Cousins laments country’s soaring food import bill
Calls for effective agricultural policy to reduce imports
The Ministry of Agriculture and Fisheries is now a net drain on the country’s foreign exchange, instead of being the main channel for achieving food security and nutrition.
The value of Jamaica’s food imports is now four times that of food exports, with the figure for 2020 at US$900,000, down from the 2019 figure of US$1 million, according to Opposition Spokesman on Agriculture and Water Lothan Cousins.
Cousins, who was making his inaugural presentation to the Sectoral Debates on May 11, tore into the presentation of Ministry of Agriculture and Fisheries Floyd Green, who he said had led the country to believe that food exports were on an upward trajectory in his presentation last week. However, the member of parliament for Clarendon South Western said the minister’s presentation hid the truth that food imports had been steadily increasing since 2017.
“We are heading in the wrong direction where the importation of food is concerned,” Cousins charged, citing figures from the Statistical Institute of Jamaican (STATIN) to support his statement. He pointed out that despite the closure of hotels and the entertainment sector due to COVID-19 restrictions in March 2020, the importation of Irish potatoes still jumped to 6.23 kilogrammes that year, an increase of 101 per cent over the 3.1 million kilogrammes imported the previous year.
This increase defied logic, according to the Opposition spokesman, who cited other food import upticks for crops that are easily grown in Jamaica, for the same period. These include cabbage, which went up by 19 per cent to 49,000 kilogrammes, and tomato increasing from 18,000 kilogrammes to 35,000 kilogrammes in 2020. For this reason, Cousins recast Green’s presentation as the ‘New Face of Food Imports’, instead of the ‘New Face of Food’.

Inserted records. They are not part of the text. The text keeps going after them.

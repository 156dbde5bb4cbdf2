//! Process-wide tracing setup.
//!
//! Provider calls (`ai_llm_service::*`) get their own fmt layer with source
//! locations and span-close timings; everything else goes through a compact
//! application layer. Both share one `EnvFilter`.

use std::io::{self, IsTerminal};

use tracing::Level;
use tracing_subscriber::filter::{Directive, LevelFilter};
use tracing_subscriber::fmt::format::{FmtSpan, Writer};
use tracing_subscriber::fmt::time::FormatTime;
use tracing_subscriber::layer::SubscriberExt;
use tracing_subscriber::registry::LookupSpan;
use tracing_subscriber::util::{SubscriberInitExt, TryInitError};
use tracing_subscriber::{EnvFilter, Layer, filter, fmt};

/// Target prefix of every event emitted by this crate.
pub const TARGET_PREFIX: &str = "ai_llm_service";

const DEFAULT_FILTER: &str = "info";

/// Log settings read from `RUST_LOG`, `LLM_LOG_LEVEL` and `NO_COLOR`.
#[derive(Debug, Clone, PartialEq, Eq)]
pub struct TelemetryConfig {
    /// Base `EnvFilter` directives.
    pub filter: String,
    /// Level applied to provider calls on top of `filter`.
    pub llm_level: Level,
    pub ansi: bool,
}

impl Default for TelemetryConfig {
    fn default() -> Self {
        Self {
            filter: DEFAULT_FILTER.to_string(),
            llm_level: Level::INFO,
            ansi: io::stdout().is_terminal(),
        }
    }
}

impl TelemetryConfig {
    /// Unknown `LLM_LOG_LEVEL` values keep the default level.
    pub fn from_lookup(env: &dyn Fn(&str) -> Option<String>) -> Self {
        let defaults = Self::default();
        Self {
            filter: env("RUST_LOG")
                .filter(|v| !v.trim().is_empty())
                .unwrap_or(defaults.filter),
            llm_level: env("LLM_LOG_LEVEL")
                .and_then(|v| v.trim().parse().ok())
                .unwrap_or(defaults.llm_level),
            ansi: defaults.ansi && env("NO_COLOR").is_none_or(|v| v.is_empty()),
        }
    }

    pub fn from_env() -> Self {
        Self::from_lookup(&|k| std::env::var(k).ok())
    }

    /// Base directives plus `ai_llm_service=<llm_level>`; an unparsable base
    /// falls back to `info`.
    pub fn env_filter(&self) -> EnvFilter {
        EnvFilter::try_new(&self.filter)
            .unwrap_or_else(|_| EnvFilter::new(DEFAULT_FILTER))
            .add_directive(llm_directive(self.llm_level))
    }
}

/// `2025-09-12T10:20:30Z`
#[derive(Clone, Debug, Default)]
struct UtcSeconds;

impl FormatTime for UtcSeconds {
    fn format_time(&self, w: &mut Writer<'_>) -> std::fmt::Result {
        w.write_str(&chrono::Utc::now().to_rfc3339_opts(chrono::SecondsFormat::Secs, true))
    }
}

pub fn is_library_target(target: &str) -> bool {
    target.starts_with(TARGET_PREFIX)
}

fn llm_directive(level: Level) -> Directive {
    format!("{TARGET_PREFIX}={}", level.as_str().to_lowercase())
        .parse()
        .unwrap_or_else(|_| Directive::from(LevelFilter::from_level(level)))
}

/// Fmt layer for provider calls only. Closed spans report how long each
/// `chat` call took.
pub fn llm_layer<S>(ansi: bool) -> impl Layer<S> + Send + Sync
where
    S: tracing::Subscriber + for<'a> LookupSpan<'a>,
{
    fmt::layer()
        .with_timer(UtcSeconds)
        .with_target(true)
        .with_ansi(ansi)
        .with_span_events(FmtSpan::CLOSE)
        .event_format(fmt::format().compact().with_source_location(true))
        .with_filter(filter::filter_fn(|meta| is_library_target(meta.target())))
}

/// Fmt layer for everything outside this crate (HTTP handlers, tower-http).
pub fn app_layer<S>(ansi: bool) -> impl Layer<S> + Send + Sync
where
    S: tracing::Subscriber + for<'a> LookupSpan<'a>,
{
    fmt::layer()
        .with_timer(UtcSeconds)
        .with_target(true)
        .with_ansi(ansi)
        .compact()
        .with_filter(filter::filter_fn(|meta| !is_library_target(meta.target())))
}

/// Installs the global subscriber. Fails if one is already set.
pub fn init(cfg: &TelemetryConfig) -> Result<(), TryInitError> {
    tracing_subscriber::registry()
        .with(cfg.env_filter())
        .with(app_layer(cfg.ansi))
        .with(llm_layer(cfg.ansi))
        .try_init()
}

The tragedy, Cousins argued, is that farmers were forced to feed surplus production to pigs even as food imports were climbing, which he claimed has been a consistent trend over the past four years. His review of the sector since 2017 shows that Irish potato imports shot up 206 per cent, broccoli 167 per cent, tomato by 285 per cent, hot pepper by 225 per cent and carrot by 95 per cent. The rural MP lamented further that even though there is a contractual arrangement between the Caribbean Broilers-own Imagination Farm in St Catherine and the agriculture ministry to produce sweet corn for local consumption, imports over the four-year period still grew by a staggering 1,162 per cent.

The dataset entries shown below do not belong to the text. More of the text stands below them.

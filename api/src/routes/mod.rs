pub mod file_summary;
pub mod impact;
pub mod narrate;
pub mod risk;
pub mod search;
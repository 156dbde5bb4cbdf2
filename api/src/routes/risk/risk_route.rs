//! POST /api/extension/risk — security score of one function.
//!
//! Always answers `200`; failures are encoded as a score of `0` (or `5` when
//! the model's answer could not be read) so the editor can render them inline.

use std::sync::Arc;

use axum::{Json, extract::State};
use code_insight::{
    RiskAssessment, Structured,
    assessment::{RISK_INVALID_BODY_REASON, RISK_NO_CODE_REASON},
    prompt::{self, RISK_CODE_BUDGET},
};
use tracing::{debug, error, instrument, warn};

use crate::{
    core::{
        app_state::AppState,
        http::json_body::{JsonBody, JsonBodyError},
    },
    routes::risk::risk_request::RiskRequest,
};

#[instrument(name = "risk_route", skip_all)]
pub async fn risk_route(
    State(state): State<Arc<AppState>>,
    body: Result<JsonBody<RiskRequest>, JsonBodyError>,
) -> Json<RiskAssessment> {
    let body = match body {
        Ok(JsonBody(body)) => body,
        Err(rejection) => {
            warn!(error = %rejection, "risk: unreadable request body");
            return Json(RiskAssessment::soft_fail(RISK_INVALID_BODY_REASON));
        }
    };
    let Some(code) = body.function_code else {
        return Json(RiskAssessment::soft_fail(RISK_NO_CODE_REASON));
    };

    let built = prompt::risk_prompt(&code);
    if built.truncated {
        warn!(
            chars = code.chars().count(),
            budget = RISK_CODE_BUDGET,
            "risk: function code truncated"
        );
    }

    let completion = match state.chat.chat(built.into_request()).await {
        Ok(c) => c,
        Err(e) => {
            error!(error = %e, "risk: model call failed");
            return Json(RiskAssessment::ai_service_error(&e));
        }
    };
    debug!(raw = %completion.content, "risk: raw completion");

    let assessment = RiskAssessment::from_completion(&completion.content);
    if let Some(reason) = assessment.fallback_reason() {
        warn!(%reason, "risk: unstructured completion, using fallback");
    }
    Json(assessment.into_value())
}
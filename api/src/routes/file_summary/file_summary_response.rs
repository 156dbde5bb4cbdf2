use serde::Serialize;

/// Response payload for /api/file-summary.
#[derive(Debug, Serialize)]
pub struct FileSummaryResponse {
    pub path: String,
    /// File content, capped for display.
    pub code: String,
    /// Markdown description.
    pub summary: String,
    /// Mermaid diagram source, or empty.
    pub mermaid: String,
}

“Jamaica is heading in the wrong direction because we are relying more and more on imported food,. This is not sustainable, not only because of the cost of these imports but because these items can be easily grown by Jamaican farmers,” he argued.
An effective import substitution policy can be formulated with a view to slashing the value of imports in half over the next five years, and this can be achieved by first identifying all the imported food items that can be grown locally and allocating resources from the Production Incentive Programme in a strategic and sustained way, Cousins suggested.
“Agro parks should be mobilised about this programme and resources allocated towards the production of red peas, potato, tomatoes, mutton, beef, fish and fish products. Strategic marketing and production plans should form a part of the effort to prevent market oversupply as there is always great potential for agro-processing to add value by converting things such as tomatoes into tomato paste, as a simple example.”
A first step towards achieving the desired production turnaround would be to empower the Rural Agricultural Development Authority (RADA), which was conceptualised as a national extension service, to return to its core mandate of providing technical services to farmers, Cousins recommended. Green had hinted in his presentation that an overhaul of RADA was long overdue.
“RADA must provide greater support to the farmers by focusing less on farm roads repairs and maintenance and should leave these matters to agencies better equipped to deal with them, such as the municipal corporations and NWA (National Works Agency),” Cousins suggested.
He also wants to see the National Irrigation Commission (NIC) phased out as a priority and replaced with an islandwide network of pipelines and micro dams, to correct the wide-scale wastage and improve efficiency.
“NIC needs to immediately conduct an assessment of the current irrigation network across all parishes to determine the long-term viability of maintaining irrigation canals, and should also explore the use of micro dams. A lot of water is lost through canals because they have cracks and the water seeps out.”